## Problem description
In the records below, find every line with the word "Standard" and copy it.

Items listed in a dataset
•••••
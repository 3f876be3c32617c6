//! Ready and delivery dates for the generic calculator's turnaround option.

use chrono::{Days, NaiveDate};
use serde::{Deserialize, Serialize};

use crate::models::Turnaround;

/// Format used on the storefront, e.g. `Wed, Jan 15`.
pub const DISPLAY_FORMAT: &str = "%a, %b %-d";

/// Business days to the job being ready and to it arriving.
pub fn turnaround_days(turnaround: Turnaround) -> (u64, u64) {
    match turnaround {
        Turnaround::Rush => (1, 2),
        Turnaround::Fast => (3, 5),
        Turnaround::Standard => (7, 10),
        Turnaround::Economy => (14, 17),
    }
}

#[derive(Debug, Clone, Copy, PartialEq, Eq, Serialize, Deserialize)]
pub struct DeliveryEstimate {
    pub turnaround: Turnaround,
    pub ready_date: NaiveDate,
    pub delivery_date: NaiveDate,
}

impl DeliveryEstimate {
    /// Counts calendar days forward from `today`.
    ///
    /// ```
    /// use chrono::NaiveDate;
    /// use print_core::calculations::DeliveryEstimate;
    /// use print_core::models::Turnaround;
    ///
    /// let today = NaiveDate::from_ymd_opt(2025, 1, 8).unwrap();
    /// let estimate = DeliveryEstimate::from_date(Turnaround::Standard, today);
    ///
    /// assert_eq!(estimate.ready_display(), "Wed, Jan 15");
    /// ```
    pub fn from_date(
        turnaround: Turnaround,
        today: NaiveDate,
    ) -> Self {
        let (ready, delivery) = turnaround_days(turnaround);
        Self {
            turnaround,
            ready_date: add_days(today, ready),
            delivery_date: add_days(today, delivery),
        }
    }

    pub fn ready_display(&self) -> String {
        self.ready_date.format(DISPLAY_FORMAT).to_string()
    }

    pub fn delivery_display(&self) -> String {
        self.delivery_date.format(DISPLAY_FORMAT).to_string()
    }
}

// Saturates at NaiveDate::MAX rather than failing the whole quote.
fn add_days(
    date: NaiveDate,
    days: u64,
) -> NaiveDate {
    date.checked_add_days(Days::new(days))
        .unwrap_or(NaiveDate::MAX)
}

#[cfg(test)]
mod tests {
    use pretty_assertions::assert_eq;

    use super::*;

    fn jan(day: u32) -> NaiveDate {
        NaiveDate::from_ymd_opt(2025, 1, day).unwrap()
    }

    #[test]
    fn rush_is_ready_next_day() {
        let estimate = DeliveryEstimate::from_date(Turnaround::Rush, jan(8));

        assert_eq!(estimate.ready_date, jan(9));
        assert_eq!(estimate.delivery_date, jan(10));
    }

    #[test]
    fn economy_spans_weeks() {
        let estimate = DeliveryEstimate::from_date(Turnaround::Economy, jan(1));

        assert_eq!(estimate.ready_date, jan(15));
        assert_eq!(estimate.delivery_date, jan(18));
    }

    #[test]
    fn display_uses_short_weekday_and_month() {
        let estimate = DeliveryEstimate::from_date(Turnaround::Fast, jan(8));

        assert_eq!(estimate.ready_display(), "Sat, Jan 11");
        assert_eq!(estimate.delivery_display(), "Mon, Jan 13");
    }

    #[test]
    fn every_turnaround_delivers_after_ready() {
        for turnaround in Turnaround::ALL {
            let (ready, delivery) = turnaround_days(*turnaround);
            assert!(ready < delivery, "{turnaround}");
        }
    }
}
•••••
## Problem solution
        Turnaround::Standard => (7, 10),
    /// let estimate = DeliveryEstimate::from_date(Turnaround::Standard, today);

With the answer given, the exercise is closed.